### Goal of the exercise
Each line of the data should be given again exactly.

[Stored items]
☆ ☆ ☆ ☆

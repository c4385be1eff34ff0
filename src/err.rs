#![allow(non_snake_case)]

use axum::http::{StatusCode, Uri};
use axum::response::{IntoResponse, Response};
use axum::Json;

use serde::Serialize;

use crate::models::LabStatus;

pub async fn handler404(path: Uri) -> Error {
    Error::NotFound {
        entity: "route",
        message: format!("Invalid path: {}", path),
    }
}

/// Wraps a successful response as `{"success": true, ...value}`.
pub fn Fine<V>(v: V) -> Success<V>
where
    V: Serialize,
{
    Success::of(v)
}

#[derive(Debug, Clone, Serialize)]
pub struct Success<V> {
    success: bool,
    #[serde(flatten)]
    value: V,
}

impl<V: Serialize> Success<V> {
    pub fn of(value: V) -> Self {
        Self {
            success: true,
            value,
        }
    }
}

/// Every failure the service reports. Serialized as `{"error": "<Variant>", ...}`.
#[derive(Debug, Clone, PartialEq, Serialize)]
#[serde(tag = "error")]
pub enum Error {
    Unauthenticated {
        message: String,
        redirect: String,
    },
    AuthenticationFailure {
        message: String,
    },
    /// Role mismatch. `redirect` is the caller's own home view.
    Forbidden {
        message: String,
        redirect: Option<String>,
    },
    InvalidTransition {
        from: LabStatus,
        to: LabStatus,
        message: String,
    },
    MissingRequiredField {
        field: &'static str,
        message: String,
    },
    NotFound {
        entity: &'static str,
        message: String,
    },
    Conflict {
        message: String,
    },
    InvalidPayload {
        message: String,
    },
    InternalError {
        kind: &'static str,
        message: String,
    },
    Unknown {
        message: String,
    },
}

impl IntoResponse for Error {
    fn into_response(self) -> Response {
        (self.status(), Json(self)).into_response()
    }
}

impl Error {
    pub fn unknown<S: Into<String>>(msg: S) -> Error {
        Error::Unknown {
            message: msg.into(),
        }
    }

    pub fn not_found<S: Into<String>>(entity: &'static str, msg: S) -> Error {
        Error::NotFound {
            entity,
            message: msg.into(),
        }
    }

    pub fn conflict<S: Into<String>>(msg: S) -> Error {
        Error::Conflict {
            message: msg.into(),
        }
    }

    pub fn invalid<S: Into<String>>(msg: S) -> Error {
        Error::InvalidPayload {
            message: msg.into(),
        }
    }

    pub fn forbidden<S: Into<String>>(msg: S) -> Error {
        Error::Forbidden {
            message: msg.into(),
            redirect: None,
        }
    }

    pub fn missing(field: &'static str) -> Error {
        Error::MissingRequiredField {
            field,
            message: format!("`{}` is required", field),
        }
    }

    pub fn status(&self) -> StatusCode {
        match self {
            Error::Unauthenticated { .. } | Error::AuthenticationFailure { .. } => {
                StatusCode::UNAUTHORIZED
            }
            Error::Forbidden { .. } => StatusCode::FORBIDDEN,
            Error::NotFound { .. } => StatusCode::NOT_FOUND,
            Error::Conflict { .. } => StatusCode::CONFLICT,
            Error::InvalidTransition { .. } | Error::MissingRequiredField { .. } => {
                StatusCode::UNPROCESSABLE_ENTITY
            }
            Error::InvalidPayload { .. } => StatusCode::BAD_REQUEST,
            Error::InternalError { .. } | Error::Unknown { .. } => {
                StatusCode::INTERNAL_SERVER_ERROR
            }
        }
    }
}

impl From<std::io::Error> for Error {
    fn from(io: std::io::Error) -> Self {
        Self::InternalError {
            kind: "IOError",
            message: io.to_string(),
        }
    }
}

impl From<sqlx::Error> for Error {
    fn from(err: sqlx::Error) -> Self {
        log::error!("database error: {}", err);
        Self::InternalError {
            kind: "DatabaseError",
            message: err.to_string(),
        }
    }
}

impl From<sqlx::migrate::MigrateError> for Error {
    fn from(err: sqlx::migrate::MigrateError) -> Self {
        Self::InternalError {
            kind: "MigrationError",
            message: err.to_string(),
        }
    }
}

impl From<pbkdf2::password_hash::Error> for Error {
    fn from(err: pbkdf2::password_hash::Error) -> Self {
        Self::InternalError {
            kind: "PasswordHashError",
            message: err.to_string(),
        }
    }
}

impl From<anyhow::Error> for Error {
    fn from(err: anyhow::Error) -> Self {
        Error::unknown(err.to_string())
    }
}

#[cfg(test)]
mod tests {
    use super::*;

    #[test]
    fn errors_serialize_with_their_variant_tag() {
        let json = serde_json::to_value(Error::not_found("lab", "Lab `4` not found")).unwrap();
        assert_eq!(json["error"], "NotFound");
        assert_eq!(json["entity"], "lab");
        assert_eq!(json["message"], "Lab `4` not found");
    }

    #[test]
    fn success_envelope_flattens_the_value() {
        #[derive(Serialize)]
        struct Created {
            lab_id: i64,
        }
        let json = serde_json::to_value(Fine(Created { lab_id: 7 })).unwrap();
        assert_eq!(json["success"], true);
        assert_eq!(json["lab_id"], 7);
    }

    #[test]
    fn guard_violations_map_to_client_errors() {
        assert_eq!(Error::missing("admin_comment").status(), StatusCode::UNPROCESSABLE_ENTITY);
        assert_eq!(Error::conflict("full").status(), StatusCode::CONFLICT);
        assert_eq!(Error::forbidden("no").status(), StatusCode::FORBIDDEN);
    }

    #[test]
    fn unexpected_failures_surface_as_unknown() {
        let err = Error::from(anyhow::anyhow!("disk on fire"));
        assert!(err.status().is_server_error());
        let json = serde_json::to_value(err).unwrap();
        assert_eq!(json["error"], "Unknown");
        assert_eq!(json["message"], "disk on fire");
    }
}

☆ ☆ ☆ ☆

### Response to this task
repository c4385be1eff34ff0
filename src/err.rs
#![allow(non_snake_case)]

use axum::http::{StatusCode, Uri};
use axum::response::{IntoResponse, Response};
use axum::Json;

use serde::Serialize;

use crate::models::LabStatus;

pub async fn handler404(path: Uri) -> Error {
    Error::NotFound {
        entity: "route",
        message: format!("Invalid path: {}", path),
    }
}

/// Wraps a successful response as `{"success": true, ...value}`.
pub fn Fine<V>(v: V) -> Success<V>
where
    V: Serialize,
{
    Success::of(v)
}

#[derive(Debug, Clone, Serialize)]
pub struct Success<V> {
    success: bool,
    #[serde(flatten)]
    value: V,
}

impl<V: Serialize> Success<V> {
    pub fn of(value: V) -> Self {
        Self {
            success: true,
            value,
        }
    }
}

/// Every failure the service reports. Serialized as `{"error": "<Variant>", ...}`.
#[derive(Debug, Clone, PartialEq, Serialize)]
#[serde(tag = "error")]
pub enum Error {
    Unauthenticated {
        message: String,
        redirect: String,
    },
    AuthenticationFailure {
        message: String,
    },
    /// Role mismatch. `redirect` is the caller's own home view.
    Forbidden {
        message: String,
        redirect: Option<String>,
    },
    InvalidTransition {
        from: LabStatus,
        to: LabStatus,
        message: String,
    },
    MissingRequiredField {
        field: &'static str,
        message: String,
    },
    NotFound {
        entity: &'static str,
        message: String,
    },
    Conflict {
        message: String,
    },
    InvalidPayload {
        message: String,
    },
    InternalError {
        kind: &'static str,
        message: String,
    },
    Unknown {
        message: String,
    },
}

impl IntoResponse for Error {
    fn into_response(self) -> Response {
        (self.status(), Json(self)).into_response()
    }
}

impl Error {
    pub fn unknown<S: Into<String>>(msg: S) -> Error {
        Error::Unknown {
            message: msg.into(),
        }
    }

    pub fn not_found<S: Into<String>>(entity: &'static str, msg: S) -> Error {
        Error::NotFound {
            entity,
            message: msg.into(),
        }
    }

    pub fn conflict<S: Into<String>>(msg: S) -> Error {
        Error::Conflict {
            message: msg.into(),
        }
    }

    pub fn invalid<S: Into<String>>(msg: S) -> Error {
        Error::InvalidPayload {
            message: msg.into(),
        }
    }

    pub fn forbidden<S: Into<String>>(msg: S) -> Error {
        Error::Forbidden {
            message: msg.into(),
            redirect: None,
        }
    }

    pub fn missing(field: &'static str) -> Error {
        Error::MissingRequiredField {
            field,
            message: format!("`{}` is required", field),
        }
    }

    pub fn status(&self) -> StatusCode {
        match self {
            Error::Unauthenticated { .. } | Error::AuthenticationFailure { .. } => {
                StatusCode::UNAUTHORIZED
            }
            Error::Forbidden { .. } => StatusCode::FORBIDDEN,
            Error::NotFound { .. } => StatusCode::NOT_FOUND,
            Error::Conflict { .. } => StatusCode::CONFLICT,
            Error::InvalidTransition { .. } | Error::MissingRequiredField { .. } => {
                StatusCode::UNPROCESSABLE_ENTITY
            }
            Error::InvalidPayload { .. } => StatusCode::BAD_REQUEST,
            Error::InternalError { .. } | Error::Unknown { .. } => {
                StatusCode::INTERNAL_SERVER_ERROR
            }
        }
    }
}

impl From<std::io::Error> for Error {
    fn from(io: std::io::Error) -> Self {
        Self::InternalError {
            kind: "IOError",
            message: io.to_string(),
        }
    }
}

impl From<sqlx::Error> for Error {
    fn from(err: sqlx::Error) -> Self {
        log::error!("database error: {}", err);
        Self::InternalError {
            kind: "DatabaseError",
            message: err.to_string(),
        }
    }
}

impl From<sqlx::migrate::MigrateError> for Error {
    fn from(err: sqlx::migrate::MigrateError) -> Self {
        Self::InternalError {
            kind: "MigrationError",
            message: err.to_string(),
        }
    }
}

impl From<pbkdf2::password_hash::Error> for Error {
    fn from(err: pbkdf2::password_hash::Error) -> Self {
        Self::InternalError {
            kind: "PasswordHashError",
            message: err.to_string(),
        }
    }
}

impl From<anyhow::Error> for Error {
    fn from(err: anyhow::Error) -> Self {
        Error::unknown(err.to_string())
    }
}

#[cfg(test)]
mod tests {
    use super::*;

    #[test]
    fn errors_serialize_with_their_variant_tag() {
        let json = serde_json::to_value(Error::not_found("lab", "Lab `4` not found")).unwrap();
        assert_eq!(json["error"], "NotFound");
        assert_eq!(json["entity"], "lab");
        assert_eq!(json["message"], "Lab `4` not found");
    }

    #[test]
    fn success_envelope_flattens_the_value() {
        #[derive(Serialize)]
        struct Created {
            lab_id: i64,
        }
        let json = serde_json::to_value(Fine(Created { lab_id: 7 })).unwrap();
        assert_eq!(json["success"], true);
        assert_eq!(json["lab_id"], 7);
    }

    #[test]
    fn guard_violations_map_to_client_errors() {
        assert_eq!(Error::missing("admin_comment").status(), StatusCode::UNPROCESSABLE_ENTITY);
        assert_eq!(Error::conflict("full").status(), StatusCode::CONFLICT);
        assert_eq!(Error::forbidden("no").status(), StatusCode::FORBIDDEN);
    }

    #[test]
    fn unexpected_failures_surface_as_unknown() {
        let err = Error::from(anyhow::anyhow!("disk on fire"));
        assert!(err.status().is_server_error());
        let json = serde_json::to_value(err).unwrap();
        assert_eq!(json["error"], "Unknown");
        assert_eq!(json["message"], "disk on fire");
    }
}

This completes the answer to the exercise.